Problemas a enfrentar

Todos esses obstáculos impostos pelo bloco dos países mais ricos à construção de um Acordo das Pandemias realmente eficaz se expressaram em deficiências no texto final, como revela a nota da Rede do Terceiro Mundo, uma organização de pesquisa voltada a problemas do desenvolvimento e dos países do Sul. 

Em primeiro lugar, o tratado não prevê que as fabricantes de vacinas, medicamentos e diagnósticos que acessarem informações de patógenos com potencial pandêmico – o sistema de PABS – sejam obrigadas a compartilhar esses produtos com os países no caso de “emergências de saúde pública de interesse internacional e surtos”, apenas em pandemias.

Além disso, “cláusulas sobre transferência e tecnologia e diversificação geográfica das capacidades de P&D estão enquadradas em linguagem não-vinculante, sem obrigações para os possuidores de propriedade intelectual e conhecimento”. Não menos importante, o Acordo “não garante os recursos financeiros e tecnológicos necessários para implementar os artigos 4 e 5, que tratam da prevenção de pandemias e da vigilância”.

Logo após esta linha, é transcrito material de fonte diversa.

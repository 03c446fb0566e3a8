//! Typed identifier newtypes.
//!
//! Log records get random UUIDs; devices keep the identifier the device
//! itself reports (e.g. `dev_home_01`), validated to be non-empty.

use std::fmt;
use std::str::FromStr;

use serde::{Deserialize, Serialize};

use crate::error::ValidationError;

macro_rules! define_id {
    ($(#[doc = $doc:expr])* $name:ident) => {
        $(#[doc = $doc])*
        #[derive(Debug, Clone, Copy, PartialEq, Eq, Hash, Serialize, Deserialize)]
        pub struct $name(uuid::Uuid);

        impl Default for $name {
            fn default() -> Self {
                Self(uuid::Uuid::new_v4())
            }
        }

        impl $name {
            /// Generate a new random identifier.
            #[must_use]
            pub fn new() -> Self {
                Self::default()
            }

            /// Wrap an existing UUID.
            #[must_use]
            pub fn from_uuid(uuid: uuid::Uuid) -> Self {
                Self(uuid)
            }

            /// Access the inner UUID.
            #[must_use]
            pub fn as_uuid(self) -> uuid::Uuid {
                self.0
            }
        }

        impl fmt::Display for $name {
            fn fmt(&self, f: &mut fmt::Formatter<'_>) -> fmt::Result {
                self.0.fmt(f)
            }
        }

        impl FromStr for $name {
            type Err = uuid::Error;

            fn from_str(s: &str) -> Result<Self, Self::Err> {
                uuid::Uuid::parse_str(s).map(Self)
            }
        }
    };
}

define_id!(
    /// Unique identifier for a [`LogRecord`](crate::log::LogRecord).
    LogId
);

/// Identifier of a [`Device`](crate::device::Device), as reported by the
/// device itself.
///
/// Invariant: never empty. Enforced on every construction path, including
/// deserialization, so downstream code can rely on it.
#[derive(Debug, Clone, PartialEq, Eq, Hash, Serialize, Deserialize)]
#[serde(try_from = "String", into = "String")]
pub struct DeviceId(String);

impl DeviceId {
    /// Wrap a raw identifier.
    ///
    /// # Errors
    ///
    /// Returns [`ValidationError::EmptyDeviceId`] when `id` is empty.
    pub fn new(id: impl Into<String>) -> Result<Self, ValidationError> {
        let id = id.into();
        if id.is_empty() {
            return Err(ValidationError::EmptyDeviceId);
        }
        Ok(Self(id))
    }

    /// Borrow the identifier as a string slice.
    #[must_use]
    pub fn as_str(&self) -> &str {
        &self.0
    }
}

impl TryFrom<String> for DeviceId {
    type Error = ValidationError;

    fn try_from(value: String) -> Result<Self, Self::Error> {
        Self::new(value)
    }
}

impl From<DeviceId> for String {
    fn from(id: DeviceId) -> Self {
        id.0
    }
}

impl fmt::Display for DeviceId {
    fn fmt(&self, f: &mut fmt::Formatter<'_>) -> fmt::Result {
        f.write_str(&self.0)
    }
}

impl FromStr for DeviceId {
    type Err = ValidationError;

    fn from_str(s: &str) -> Result<Self, Self::Err> {
        Self::new(s)
    }
}

#[cfg(test)]
mod tests {
    use super::*;

    #[test]
    fn should_generate_unique_log_ids_when_called_twice() {
        let a = LogId::new();
        let b = LogId::new();
        assert_ne!(a, b);
    }

    #[test]
    fn should_roundtrip_log_id_through_display_and_from_str() {
        let id = LogId::new();
        let text = id.to_string();
        let parsed: LogId = text.parse().unwrap();
        assert_eq!(id, parsed);
    }

    #[test]
    fn should_roundtrip_log_id_through_serde_json() {
        let id = LogId::new();
        let json = serde_json::to_string(&id).unwrap();
        let parsed: LogId = serde_json::from_str(&json).unwrap();
        assert_eq!(id, parsed);
    }

    #[test]
    fn should_accept_non_empty_device_id() {
        let id = DeviceId::new("dev_home_01").unwrap();
        assert_eq!(id.as_str(), "dev_home_01");
    }

    #[test]
    fn should_reject_empty_device_id() {
        assert_eq!(
            DeviceId::new("").unwrap_err(),
            ValidationError::EmptyDeviceId
        );
    }

    #[test]
    fn should_reject_empty_device_id_during_deserialization() {
        let result: Result<DeviceId, _> = serde_json::from_str("\"\"");
        assert!(result.is_err());
    }

    #[test]
    fn should_serialize_device_id_as_plain_string() {
        let id = DeviceId::new("dev_farm_01").unwrap();
        let json = serde_json::to_string(&id).unwrap();
        assert_eq!(json, "\"dev_farm_01\"");
    }
}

A conclusão da disputa em torno do acesso a patógenos e compartilhamento de benefícios se dará após a Assembleia Mundial da Saúde. Em um momento posterior, um anexo ao tratado será negociado para definir de forma clara os termos dessa cooperação, para além da linguagem de consenso proposta pelo Brasil. Para a Rede do Terceiro Mundo, “o próximo passo para a concretização da equidade é o consenso dos membros da OMS em torno de um anexo de PABS que ofereça garantias legais para um compartilhamento dos benefícios justo entre todos, desenvolvendo os detalhes operacionais de uma rede global de logística e da operacionalização de um mecanismo financeiro”.

“Sem essa especificidade, arriscamos repetir as acentuadas desigualdades testemunhadas durante surtos e emergências anteriores, em que o compartilhamento de materiais e sequências genéticas por parte do Sul Global não resultou em um acesso justo e tempestivo a vacinas, terapias e diagnósticos”, alerta o grupo.

A presidente da Médicos Sem Fronteiras, Maria Guevara, emitiu um comunicado em tom similar: “Convocamos os países a transformar os compromissos em ações concretas – é hora de pôr as pessoas antes dos lucros e dos interesses nacionais, e assegurar que os insumos médicos cheguem a quem mais precisa, quando precisarem deles. Esperamos que o artigo em torno da transferência de tecnologia seja finalizado e adotado pelos países, por ser um elemento crítico para o apoio ao acesso a insumos médicos para os povos de todo o mundo”.